Zwei Stunden später. Es ist windstill. Wir laufen unter Motor die Küste Kalabriens entlang. Es ist eine einsame Küste, ewig langer unentdeckter Sandstrand, kein Tourismus. Auch ein Platz, um tagelang aufs Wasser zu schauen. Das Leben an sich vorbeiziehen zu lassen. Frieden zu finden.

Gegen Mittag macht die Küste am Kap Spartivento einen Bogen von Südwesten nach Westen. Auf der italienischen Landkarte ist das der Knick in der Sohle, wo der Ballen beginnt. Ich habe fast die Stiefelspitze erreicht, doch ich folge nun nicht weiter der Küste, sondern gehe hinaus in die Weite, ziele auf den weitest entfernten Ort auf Sizilien, nach Siracusa im Südosten der Insel, um nur ja eine lange, lange Überfahrt zu haben. Allein auf dem Meer. Für 140 Kilometer.



Wie lange braucht eigentlich eine Küste, bis sie hinter uns zu Schemen verblasst? Eine halbe Stunde? Eine? Zwei? Nein. Es dauert dreieinhalb Stunden, bis Kalabrien irgendwo im Dunst und hinter der Krümmung des Wassers verschwunden ist. Und ich fast nur noch von Wasser umgeben bin. Fast. Denn irgendwo weit rechts, hoch in den Wolken, ragt unwirklich ein schwarzer Zipfel aus den Wolkenspitzen heraus. Der Gipfel des Ätna, der an dieser Stelle von Null auf über 3.000 Meter ansteigt und fast ein Zehntel der Fläche Siziliens für sich beansprucht.

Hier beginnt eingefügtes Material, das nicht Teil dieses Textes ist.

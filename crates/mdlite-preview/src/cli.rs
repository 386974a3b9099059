use std::path::PathBuf;

use clap::{Parser, ValueHint};

use crate::telemetry::LogFormat;

/// Command-line arguments for the preview binary.
#[derive(Debug, Parser)]
#[command(
    name = "mdlite-preview",
    version,
    about = "Render a Markdown document to a static HTML preview page"
)]
pub struct CliArgs {
    /// Path or HTTP(S) URL of the document to render.
    #[arg(
        env = "MDLITE_SOURCE",
        default_value = "input.md",
        value_hint = ValueHint::AnyPath
    )]
    pub source: String,

    /// Write the page here instead of stdout.
    #[arg(short, long, value_name = "PATH", value_hint = ValueHint::FilePath)]
    pub output: Option<PathBuf>,

    /// Leave the raw-source pane out of the page.
    #[arg(long, action = clap::ArgAction::SetTrue)]
    pub hide_source: bool,

    /// Fail instead of substituting the embedded document.
    #[arg(long, action = clap::ArgAction::SetTrue)]
    pub no_fallback: bool,

    /// Spaces per expanded tab.
    #[arg(long, default_value_t = 4, value_parser = clap::value_parser!(usize))]
    pub tab_width: usize,

    /// Log output format.
    #[arg(long, value_enum, default_value_t = LogFormat::Compact, env = "MDLITE_LOG_FORMAT")]
    pub log_format: LogFormat,
}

Ich lasse ihn einfach rechts liegen. Und steuere hinaus, wo ich nichts anderes mehr finde als unermessliche Weite und Geborgenheit in diesem fremden Element. Sie kann einen süchtig machen, diese Weite. Und die Geborgenheit dazu. Es ist fast windstill, keine fünf Knoten Wind von vorn. Das Glitzern auf dem Wasser., als wäre es ein Abbild des Sternhimmels. Das Rauschen links und rechts von LEVJE, die mit monotonem Brummen einfach immer weiter ins Nichts steuert. Ich bin noch nicht weit weg vom Land. Und doch habe ich das Gefühl, in die Weite eines fremden, unerforschten Kontinents hineinzusteuern, in dem die Regeln andere sind. So ganz andere als am Land.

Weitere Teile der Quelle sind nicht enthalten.